*Material to process*
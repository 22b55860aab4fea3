//! Nonce table: pre-authorized, unordered nonces grouped by expiry

use num_bigint::BigUint;
use std::collections::BTreeSet;

use super::types::AccountState;
use crate::error::LedgerError;
use crate::types::TokenSymbol;

pub const MAX_NONCE_GROUPS: usize = 1024;
pub const MAX_NONCES_PER_BATCH: usize = 1024;

impl AccountState {
    pub fn check_add_nonce_table(&self, expire: u64, nonces: &[u64], now: u64) -> Result<(), LedgerError> {
        let existing = self.nonce_table.get(&expire);
        let mut seen: BTreeSet<u64> = existing.map(|g| g.iter().copied().collect()).unwrap_or_default();
        for nonce in nonces {
            if !seen.insert(*nonce) {
                return Err(LedgerError::NonceExists {
                    account: self.id,
                    nonce: *nonce,
                    expire,
                });
            }
        }
        if existing.is_none() {
            // expired groups are pruned by this insert
            let live = self.nonce_table.keys().filter(|e| **e > now).count();
            if live + 1 > MAX_NONCE_GROUPS {
                return Err(LedgerError::NonceTableFull {
                    account: self.id,
                    max: MAX_NONCE_GROUPS,
                });
            }
        }
        Ok(())
    }

    pub fn add_nonce_table(&mut self, expire: u64, nonces: &[u64], now: u64) -> Result<(), LedgerError> {
        self.check_add_nonce_table(expire, nonces, now)?;
        let group = self.nonce_table.entry(expire).or_default();
        group.extend_from_slice(nonces);
        group.sort_unstable();
        self.nonce_table.retain(|e, _| *e > now);
        Ok(())
    }

    pub fn check_consume_nonce(&self, expire: u64, nonce: u64) -> Result<(), LedgerError> {
        match self.nonce_table.get(&expire) {
            Some(group) if group.binary_search(&nonce).is_ok() => Ok(()),
            _ => Err(LedgerError::NonceNotExists {
                account: self.id,
                nonce,
                expire,
            }),
        }
    }

    pub fn consume_nonce(&mut self, expire: u64, nonce: u64) -> Result<(), LedgerError> {
        self.check_consume_nonce(expire, nonce)?;
        if let Some(group) = self.nonce_table.get_mut(&expire) {
            if let Ok(i) = group.binary_search(&nonce) {
                group.remove(i);
            }
            if group.is_empty() {
                self.nonce_table.remove(&expire);
            }
        }
        Ok(())
    }

    /// Debit authorized by a nonce from the table instead of the sequential
    /// nonce; used when the payer is not the transaction sender.
    pub fn check_sub_by_nonce_table(
        &self,
        token: &TokenSymbol,
        expire: u64,
        nonce: u64,
        amount: &BigUint,
    ) -> Result<(), LedgerError> {
        self.check_consume_nonce(expire, nonce)?;
        self.check_balance(token, amount, true)
    }

    pub fn sub_by_nonce_table(
        &mut self,
        token: &TokenSymbol,
        expire: u64,
        nonce: u64,
        amount: &BigUint,
    ) -> Result<(), LedgerError> {
        self.check_sub_by_nonce_table(token, expire, nonce, amount)?;
        self.consume_nonce(expire, nonce)?;
        self.debit(token, amount);
        Ok(())
    }
}

#[cfg(test)]
mod tests {
    use super::*;
    use crate::types::Address;

    const NOW: u64 = 1_000;

    fn account() -> AccountState {
        AccountState::new(Address([5u8; 20]))
    }

    #[test]
    fn test_merge_and_duplicates() {
        let mut state = account();
        let expire = NOW + 1;
        state.add_nonce_table(expire, &[1, 3, 7, 5], NOW).unwrap();
        assert_eq!(state.nonce_table[&expire], vec![1, 3, 5, 7]);

        let err = state.add_nonce_table(expire, &[2, 4, 1], NOW).unwrap_err();
        assert_eq!(err.to_string(), format!("{} nonce 1 exists at {}", state.id, expire));
        assert_eq!(state.nonce_table[&expire], vec![1, 3, 5, 7]);

        state.add_nonce_table(expire, &[2, 4, 6], NOW).unwrap();
        assert_eq!(state.nonce_table[&expire], vec![1, 2, 3, 4, 5, 6, 7]);

        // duplicates inside one batch
        assert!(state.add_nonce_table(expire + 1, &[9, 9], NOW).is_err());
    }

    #[test]
    fn test_consume_is_exclusive() {
        let mut state = account();
        state.add_nonce_table(NOW + 10, &[1, 2], NOW).unwrap();

        state.consume_nonce(NOW + 10, 1).unwrap();
        let err = state.consume_nonce(NOW + 10, 1).unwrap_err();
        assert_eq!(err.to_string(), format!("{} nonce 1 not exists at {}", state.id, NOW + 10));

        state.consume_nonce(NOW + 10, 2).unwrap();
        assert!(state.nonce_table.is_empty());
        assert!(state.check_consume_nonce(NOW + 10, 2).is_err());
    }

    #[test]
    fn test_expired_groups_pruned_on_insert() {
        let mut state = account();
        state.add_nonce_table(NOW + 5, &[1], NOW).unwrap();
        state.add_nonce_table(NOW + 50, &[1], NOW).unwrap();

        state.add_nonce_table(NOW + 100, &[1], NOW + 5).unwrap();
        assert_eq!(state.nonce_table.keys().copied().collect::<Vec<_>>(), vec![NOW + 50, NOW + 100]);
    }

    #[test]
    fn test_group_cap() {
        let mut state = account();
        for i in 0..MAX_NONCE_GROUPS as u64 {
            state.nonce_table.insert(NOW + 1 + i, vec![0]);
        }
        let err = state.add_nonce_table(NOW + 5_000, &[1], NOW).unwrap_err();
        assert!(matches!(err, LedgerError::NonceTableFull { .. }));
        // an existing group can still grow
        assert!(state.add_nonce_table(NOW + 1, &[1], NOW).is_ok());
        // expired groups do not count
        assert!(state.add_nonce_table(NOW + 5_000, &[1], NOW + 10).is_ok());
    }

    #[test]
    fn test_sub_by_nonce_table() {
        let mut state = account();
        state.add(&TokenSymbol::native(), &BigUint::from(100u32));
        state.add_nonce_table(NOW + 10, &[4], NOW).unwrap();

        assert!(state
            .sub_by_nonce_table(&TokenSymbol::native(), NOW + 10, 4, &BigUint::from(101u32))
            .is_err());
        assert_eq!(state.nonce_table[&(NOW + 10)], vec![4]);

        state
            .sub_by_nonce_table(&TokenSymbol::native(), NOW + 10, 4, &BigUint::from(60u32))
            .unwrap();
        assert_eq!(state.balance, BigUint::from(40u32));
        assert!(state.nonce_table.is_empty());
        assert_eq!(state.nonce, 0);
    }
}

*Exercise prompt*
Copy out every line from the data above that has "live" in it.

*Answer space*
            let live = self.nonce_table.keys().filter(|e| **e > now).count();
            if live + 1 > MAX_NONCE_GROUPS {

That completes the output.